Dans les temps anciens jusqu’à sa destruction au cours de la première guerre mondiale, l’église se situe en face de son emplacement actuel, entourée du cimetiére, terre d’asile où peuvent se réfugier les coupables en toute impunité.
Chaque dimanche, les hommes et les femmes de Bras la grande et la petite se serrent dans le sanctuaire, vraisemblablement debout, pour assister à la messe. L’église et la nécropole qui l’entoure deviennent progressivement un foyer de vie sociale où se mêlent le sacré et le profane. La réunion hebdomadaire permet à beaucoup de se retrouver, de conclure des affaires. Les actes officiels sont lus à la sortie de l’office : «Nous soussignés maire et gens de justice de Bras certifions et attestons à tous à qui il appartiendra, que le présent papier terrier et le mémoire qui le suit ont été lus trois dimanches consécutifs à l’issue de la messe paroissiale, la communauté du dit Bras assemblée à l’ordinaire».
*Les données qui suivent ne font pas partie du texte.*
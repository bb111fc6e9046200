//! エージェント実行の共通インターフェース定義
//!
//! # 責務
//!
//! - 単一エージェント実行の共通トレイト [`AgentInvoker`] を定義
//! - チェーンレベルのパラメーター上書き [`ParameterOverrides`] の型を定義
//!
//! [`AgentInvoker`] はチェーン実行エンジンにとっての外部境界です。
//! プロンプト構築や HTTP 通信の詳細は実装側（[`gemini`](super::gemini) 等）が持ち、
//! エンジンは「エージェントと入力を渡すと出力文字列が返る」ことだけを前提とします。

use async_trait::async_trait;
use std::collections::BTreeMap;

use crate::config::agent::Agent;
use crate::error::ProviderError;

/// チェーンレベルで渡すパラメーター上書き
///
/// キーはパラメーター名（大文字小文字は実装側で無視）、値は文字列表現です。
/// チェーン実行では常に空のマップが渡され、エージェント自身に設定された
/// `custom_parameters` のみが実装側で適用されます。
pub type ParameterOverrides = BTreeMap<String, String>;

/// 単一エージェント実行の共通インターフェース
///
/// このトレイトを実装することで、任意の LLM プロバイダーを
/// チェーン実行エンジンに接続できます。
///
/// # 実装要件
///
/// - `Send + Sync`: マルチスレッド環境で安全に使用可能
/// - 非同期実行対応（`async_trait` を使用）
///
/// # 例（テスト用のモック実装）
///
/// ```rust
/// use agentforge_chain::provider::{AgentInvoker, ParameterOverrides};
/// use agentforge_chain::config::agent::Agent;
/// use agentforge_chain::error::ProviderError;
/// use async_trait::async_trait;
///
/// struct EchoInvoker;
///
/// #[async_trait]
/// impl AgentInvoker for EchoInvoker {
///     async fn invoke(
///         &self,
///         _agent: &Agent,
///         input: &str,
///         _overrides: &ParameterOverrides,
///     ) -> Result<String, ProviderError> {
///         Ok(input.to_string())
///     }
/// }
/// ```
#[async_trait]
pub trait AgentInvoker: Send + Sync {
    /// エージェントを 1 回実行し、出力テキストを取得する
    ///
    /// # 引数
    ///
    /// - `agent`: 実行するエージェント（役割・目標・モデル等の設定）
    /// - `input`: 入力テキスト（チェーンでは前ステップの出力）
    /// - `overrides`: パラメーター上書き（チェーン実行では常に空）
    ///
    /// # 戻り値
    ///
    /// - `Ok(String)`: 成功時、エージェントの出力テキスト
    /// - `Err(ProviderError)`: 失敗時、エラー詳細
    async fn invoke(
        &self,
        agent: &Agent,
        input: &str,
        overrides: &ParameterOverrides,
    ) -> Result<String, ProviderError>;
}
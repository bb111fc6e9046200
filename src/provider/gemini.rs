//! Gemini API クライアント
//!
//! # 責務
//!
//! - Gemini `generateContent` API との HTTP 通信を担当
//! - [`AgentInvoker`] トレイトを実装し、統一インターフェースを提供
//! - エージェント設定（役割・目標・タスク記述）からのシステムプロンプト構築
//! - カスタムパラメーターから生成設定（temperature 等）への変換
//!
//! # 認証
//!
//! API キーはコンストラクター引数、または環境変数 `GEMINI_API_KEY` から取得します。
//! キーが未設定の場合は [`ProviderError::MissingApiKey`] を返します。
//!
//! # 使用例
//!
//! ```rust,no_run
//! use agentforge_chain::provider::gemini::GeminiInvoker;
//! use agentforge_chain::provider::{AgentInvoker, ParameterOverrides};
//! use agentforge_chain::config::agent::Agent;
//!
//! #[tokio::main]
//! async fn main() -> Result<(), Box<dyn std::error::Error>> {
//!     // 事前に環境変数 GEMINI_API_KEY の設定が必要
//!     let invoker = GeminiInvoker::from_env()?;
//!
//!     let agent = Agent::new("summarizer", "Summarizer")
//!         .with_role("Technical Writer")
//!         .with_goal("Summarize input text")
//!         .with_task_description("Summarize the input in three sentences.")
//!         .with_expected_output("A three-sentence summary.");
//!
//!     let output = invoker
//!         .invoke(&agent, "Rust is a systems programming language...", &ParameterOverrides::new())
//!         .await?;
//!     println!("{}", output);
//!
//!     Ok(())
//! }
//! ```

use async_trait::async_trait;
use serde::{Deserialize, Serialize};
use std::collections::BTreeMap;
use tracing::debug;

use super::models::resolve_model;
use super::traits::{AgentInvoker, ParameterOverrides};
use crate::config::agent::Agent;
use crate::error::ProviderError;

/// Gemini API のベース URL
const GEMINI_API_BASE: &str = "https://generativelanguage.googleapis.com/v1beta";

/// API キーを読み取る環境変数名
const API_KEY_ENV: &str = "GEMINI_API_KEY";

/// 生成設定のデフォルト値
const DEFAULT_TEMPERATURE: f64 = 0.7;
const DEFAULT_TOP_K: u32 = 40;
const DEFAULT_TOP_P: f64 = 0.95;
const DEFAULT_MAX_OUTPUT_TOKENS: u32 = 8192;

/// Gemini API クライアント
///
/// Gemini の `generateContent` エンドポイントを呼び出してエージェントを実行します。
pub struct GeminiInvoker {
    client: reqwest::Client,
    api_key: String,
    base_url: String,
}

impl GeminiInvoker {
    /// API キーを指定してクライアントを生成
    pub fn new(api_key: impl Into<String>) -> Self {
        Self {
            client: reqwest::Client::new(),
            api_key: api_key.into(),
            base_url: GEMINI_API_BASE.to_string(),
        }
    }

    /// 環境変数 `GEMINI_API_KEY` からクライアントを生成
    ///
    /// # エラー
    ///
    /// - [`ProviderError::MissingApiKey`] - 環境変数が未設定または空
    pub fn from_env() -> Result<Self, ProviderError> {
        match std::env::var(API_KEY_ENV) {
            Ok(key) if !key.trim().is_empty() => Ok(Self::new(key)),
            _ => Err(ProviderError::MissingApiKey(API_KEY_ENV.to_string())),
        }
    }

    /// ベース URL を差し替える（テスト用）
    pub fn with_base_url(mut self, base_url: impl Into<String>) -> Self {
        self.base_url = base_url.into();
        self
    }
}

#[async_trait]
impl AgentInvoker for GeminiInvoker {
    async fn invoke(
        &self,
        agent: &Agent,
        input: &str,
        overrides: &ParameterOverrides,
    ) -> Result<String, ProviderError> {
        if self.api_key.trim().is_empty() {
            return Err(ProviderError::MissingApiKey(API_KEY_ENV.to_string()));
        }

        // エージェント自身のパラメーターを基底に、チェーンレベルの上書きを重ねる
        let params = effective_parameters(agent, overrides);
        let system_prompt = build_system_prompt(agent, &params);
        let generation_config = extract_generation_config(&params);

        let model = resolve_model(&agent.model);
        let url = format!(
            "{}/models/{}:generateContent?key={}",
            self.base_url, model, self.api_key
        );

        let full_prompt = format!("{}\n\n---\n\nInput:\n{}", system_prompt, input);
        let request = GenerateContentRequest {
            contents: vec![ContentDto {
                parts: vec![PartDto { text: full_prompt }],
            }],
            generation_config,
        };

        debug!(agent = %agent.name, model, "Gemini API を呼び出します");

        let response = self.client.post(&url).json(&request).send().await?;

        // エラーレスポンスは本文のエラーメッセージを抽出
        if !response.status().is_success() {
            let message = response
                .json::<ApiErrorResponse>()
                .await
                .ok()
                .and_then(|body| body.error)
                .and_then(|e| e.message)
                .unwrap_or_else(|| "Gemini API request failed".to_string());
            return Err(ProviderError::Api(message));
        }

        let body: GenerateContentResponse = response.json().await?;

        let candidates = body.candidates.unwrap_or_default();
        if candidates.is_empty() {
            // ブロック理由があれば区別して返す
            if let Some(reason) = body.prompt_feedback.and_then(|f| f.block_reason) {
                return Err(ProviderError::ContentBlocked(reason));
            }
            return Err(ProviderError::EmptyResponse);
        }

        candidates
            .into_iter()
            .next()
            .and_then(|c| c.content)
            .and_then(|content| content.parts.into_iter().next())
            .map(|part| part.text)
            .ok_or_else(|| {
                ProviderError::InvalidResponse(
                    "候補にコンテンツが含まれていません。セーフティフィルターの可能性があります"
                        .to_string(),
                )
            })
    }
}

/// エージェント自身のパラメーターに上書きを重ねた実効パラメーターを構築
///
/// キーの衝突時は上書き側が優先されます。
fn effective_parameters(agent: &Agent, overrides: &ParameterOverrides) -> ParameterOverrides {
    let mut params: BTreeMap<String, String> = agent
        .custom_parameters
        .iter()
        .map(|p| (p.key.clone(), p.value.clone()))
        .collect();
    for (key, value) in overrides {
        params.insert(key.clone(), value.clone());
    }
    params
}

/// 生成設定として解釈するパラメーターキー（小文字比較）
const GENERATION_KEYS: &[&str] = &["temperature", "maxtokens", "topp", "topk"];

/// システムプロンプトを構築
///
/// 役割・目標・タスク記述・期待出力に加えて、生成設定以外の
/// パラメーターをコンテキストとして埋め込みます。
fn build_system_prompt(agent: &Agent, params: &ParameterOverrides) -> String {
    let mut prompt = format!(
        "You are a {}.\n\nYour goal is: {}\n\nTask Description:\n{}\n\nExpected Output Format:\n{}",
        agent.role, agent.goal, agent.task_description, agent.expected_output
    );

    let context_params: Vec<_> = params
        .iter()
        .filter(|(key, _)| !GENERATION_KEYS.contains(&key.to_lowercase().as_str()))
        .collect();

    if !context_params.is_empty() {
        prompt.push_str("\n\nContext:");
        for (key, value) in context_params {
            prompt.push_str(&format!("\n- {}: {}", key, value));
        }
    }

    prompt
}

/// パラメーターから生成設定を抽出
///
/// `temperature` / `maxtokens` / `topp` / `topk`（大文字小文字を区別しない）を
/// 数値として解釈し、解釈できない値や未指定の項目はデフォルト値を使用します。
fn extract_generation_config(params: &ParameterOverrides) -> GenerationConfigDto {
    let mut config = GenerationConfigDto {
        temperature: DEFAULT_TEMPERATURE,
        top_k: DEFAULT_TOP_K,
        top_p: DEFAULT_TOP_P,
        max_output_tokens: DEFAULT_MAX_OUTPUT_TOKENS,
    };

    for (key, value) in params {
        match key.to_lowercase().as_str() {
            "temperature" => {
                if let Ok(v) = value.parse::<f64>() {
                    config.temperature = v;
                }
            }
            "maxtokens" => {
                if let Ok(v) = value.parse::<u32>() {
                    config.max_output_tokens = v;
                }
            }
            "topp" => {
                if let Ok(v) = value.parse::<f64>() {
                    config.top_p = v;
                }
            }
            "topk" => {
                if let Ok(v) = value.parse::<u32>() {
                    config.top_k = v;
                }
            }
            _ => {}
        }
    }

    config
}

/// `generateContent` リクエストボディ
#[derive(Debug, Serialize)]
#[serde(rename_all = "camelCase")]
struct GenerateContentRequest {
    contents: Vec<ContentDto>,
    generation_config: GenerationConfigDto,
}

#[derive(Debug, Serialize, Deserialize)]
struct ContentDto {
    parts: Vec<PartDto>,
}

#[derive(Debug, Serialize, Deserialize)]
struct PartDto {
    text: String,
}

/// 生成設定
#[derive(Debug, PartialEq, Serialize)]
#[serde(rename_all = "camelCase")]
struct GenerationConfigDto {
    temperature: f64,
    top_k: u32,
    top_p: f64,
    max_output_tokens: u32,
}

/// `generateContent` レスポンスボディ
#[derive(Debug, Deserialize)]
#[serde(rename_all = "camelCase")]
struct GenerateContentResponse {
    candidates: Option<Vec<CandidateDto>>,
    prompt_feedback: Option<PromptFeedbackDto>,
}

#[derive(Debug, Deserialize)]
struct CandidateDto {
    content: Option<CandidateContentDto>,
}

#[derive(Debug, Deserialize)]
struct CandidateContentDto {
    #[serde(default)]
    parts: Vec<PartDto>,
}

#[derive(Debug, Deserialize)]
#[serde(rename_all = "camelCase")]
struct PromptFeedbackDto {
    block_reason: Option<String>,
}

/// API エラーレスポンス（`{"error": {"message": "..."}}`）
#[derive(Debug, Deserialize)]
struct ApiErrorResponse {
    error: Option<ApiErrorDto>,
}

#[derive(Debug, Deserialize)]
struct ApiErrorDto {
    message: Option<String>,
}
//! ワークフロー実行のオーケストレーション
//!
//! # 責務
//!
//! このモジュールは、[`ChainExecutor`] を対話的な利用のためにラップする
//! [`WorkflowRunController`] を提供します。
//!
//! - 実行中の進捗（現在のステップ、完了済みステップ）を watch チャンネルで公開
//! - 成功・失敗を問わず、実行試行 1 回につき必ず 1 件の実行ログを
//!   [`ExecutionStore`] に記録
//! - 実行開始時の状態リセットと、多重実行の拒否（reject-if-busy）
//!
//! 元の UI ではこれらの状態はコンポーネントローカルな state として持たれて
//! いましたが、ここでは実行セッションごとに生成されるコントローラーオブジェクト
//! が明示的に所有します。
//!
//! # 使用例
//!
//! ```rust,no_run
//! use std::sync::Arc;
//! use agentforge_chain::config::agent::AgentLibrary;
//! use agentforge_chain::config::workflow::WorkflowDefinition;
//! use agentforge_chain::engine::controller::WorkflowRunController;
//! use agentforge_chain::provider::gemini::GeminiInvoker;
//! use agentforge_chain::store::JsonlExecutionStore;
//!
//! #[tokio::main]
//! async fn main() -> Result<(), Box<dyn std::error::Error>> {
//!     let agents = AgentLibrary::from_file("agents/example.toml")?;
//!     let workflow = WorkflowDefinition::from_file("workflows/example.toml")?;
//!
//!     let controller = WorkflowRunController::new(
//!         Arc::new(GeminiInvoker::from_env()?),
//!         Arc::new(JsonlExecutionStore::new("executions.jsonl")),
//!     );
//!
//!     // 進捗の購読（UI 表示用）
//!     let mut progress = controller.subscribe();
//!     tokio::spawn(async move {
//!         while progress.changed().await.is_ok() {
//!             let p = progress.borrow().clone();
//!             println!("current = {:?}, completed = {:?}", p.current_step, p.completed_steps);
//!         }
//!     });
//!
//!     controller.start(&workflow, &agents, "入力テキスト").await?;
//!
//!     if let Some(result) = controller.last_result() {
//!         println!("最終出力: {}", result.final_output);
//!     }
//!     Ok(())
//! }
//! ```
//!
//! # 既知の制限
//!
//! 実行中のチェーンを中断するキャンセル機構はありません。
//! 実行はすべてのステップが完了するか、いずれかのステップで失敗するまで続きます。

use std::collections::BTreeSet;
use std::sync::atomic::{AtomicBool, Ordering};
use std::sync::{Arc, Mutex, MutexGuard};
use std::time::Duration;
use tokio::sync::watch;
use tracing::{error, info};

use crate::config::agent::AgentLibrary;
use crate::config::workflow::WorkflowDefinition;
use crate::engine::executor::{ChainExecutor, StepObserver};
use crate::engine::result::{ChainError, ChainExecutionResult, ExecutionLog};
use crate::provider::AgentInvoker;
use crate::store::ExecutionStore;

/// 実行中の進捗状態（UI 表示用、非永続）
///
/// 実行開始のたびにリセットされ、ステップ境界ごとに更新されます。
#[derive(Debug, Clone, PartialEq, Eq, Default)]
pub struct RunProgress {
    /// 実行中かどうか
    pub running: bool,

    /// 現在実行中のステップ（0 始まり、アイドル時は `None`）
    pub current_step: Option<usize>,

    /// 完了済みステップの集合（0 始まり）
    pub completed_steps: BTreeSet<usize>,
}

impl RunProgress {
    /// アイドル状態の進捗を生成
    pub fn idle() -> Self {
        Self::default()
    }
}

/// ステップ境界の通知を watch チャンネルへ流すオブザーバー
struct WatchObserver<'a> {
    tx: &'a watch::Sender<RunProgress>,
    progress: RunProgress,
}

impl StepObserver for WatchObserver<'_> {
    fn on_step_started(&mut self, index: usize) {
        self.progress.current_step = Some(index);
        self.tx.send_replace(self.progress.clone());
    }

    fn on_step_completed(&mut self, index: usize) {
        self.progress.completed_steps.insert(index);
        self.tx.send_replace(self.progress.clone());
    }
}

/// ワークフロー実行コントローラー
///
/// 1 つの実行セッションの可変状態（実行中フラグ、進捗、直近の結果/エラー）を
/// 排他的に所有します。状態は進行中の実行のみが書き換え、同一インスタンスへの
/// 並行した `start` 呼び出しは [`ChainError::RunInProgress`] で拒否されます。
///
/// エージェントコレクションとワークフロー定義は 1 回の実行の間、
/// 不変のスナップショットとして扱われます。
pub struct WorkflowRunController {
    invoker: Arc<dyn AgentInvoker>,
    store: Arc<dyn ExecutionStore>,
    step_timeout: Option<Duration>,
    running: AtomicBool,
    progress_tx: watch::Sender<RunProgress>,
    last_result: Mutex<Option<ChainExecutionResult>>,
    last_error: Mutex<Option<String>>,
}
En Meuse, le climat d’insécurité persiste bien après le Moyen Age et l’église, en général seul édifice couvert assez vaste pour contenir toute la population, devient un lieu de résistance armée. On trouve peu de sources écrites relatives à ce phénomène de défense, soit parce qu’elles n’ont pas été conservées, soit parce que les travaux se sont effectués en situation d’urgence, sans en référer aux autorités administratives . Les relations entre les paroissiens et les bénéficiaires de la dîme, chargés les uns et les autres de l’entretien ou de la réparation des différentes parties de l’église, donnent parfois lieu à des procès.
Je n’ai plus trouvé trace de l’église jusqu’en 1779. Là, dans une lettre à l’abbesse de l’abbaye de Saint Maur, «les maire habitants de la communauté de Bras» lui signifient que «leur église étant vieille et insuffisante, il a été arreté qu’il en serait construite une neuve dans le même emplacement, capable de les contenir, sans toucher au choeur» qui lui appartient comme décimatrice. La vente du quart en réserve de leurs bois n’étant pas suffisante pour couvrir les dépenses de cet ouvrage et de celui du clocher, ils espèrent qu’elles les «assisteront de leurs bienfaits» . L’église est reconstruite en 1781.
L’an 1782, le 22 du mois de septembre, fête de Saint Maurice, Nicolas Goeric Collin, curé de Bras, avec la permission du seigneur évêque, bénit la nouvelle église, en présence de toute la paroisse assemblée à cet effet, de Jean Viard et Nicolas Haumont échevins, jean Hazard maire et des habitants notables.
La révolution arrive, amenant avec elle la terreur et son anticléricalisme. Les statues de l’église sont détruites, les ornements et objets de culte sont déposés au district de Verdun. Le 8 prairial an 3 (27.5.1793), Louis Péridon, commissaire expert nommé par les administrateurs du district de Verdun estime l’église et le cimetière à 6000 livres valeur 1790 et 24000 livres le dit jour. L’église, déclarée propriété nationale par les lois de l’époque révolutionnaire, ne sera jamais vendue. En l’an 8, les registres d’état civil mentionnent la célébration du seul mariage de l’année dans «le temple décadaire de la commune du dit Bras». L’édifice est en effet ouvert à tous les cultes, dont le culte décadaire, bien que l’attachement à la religion catholique l’emporte.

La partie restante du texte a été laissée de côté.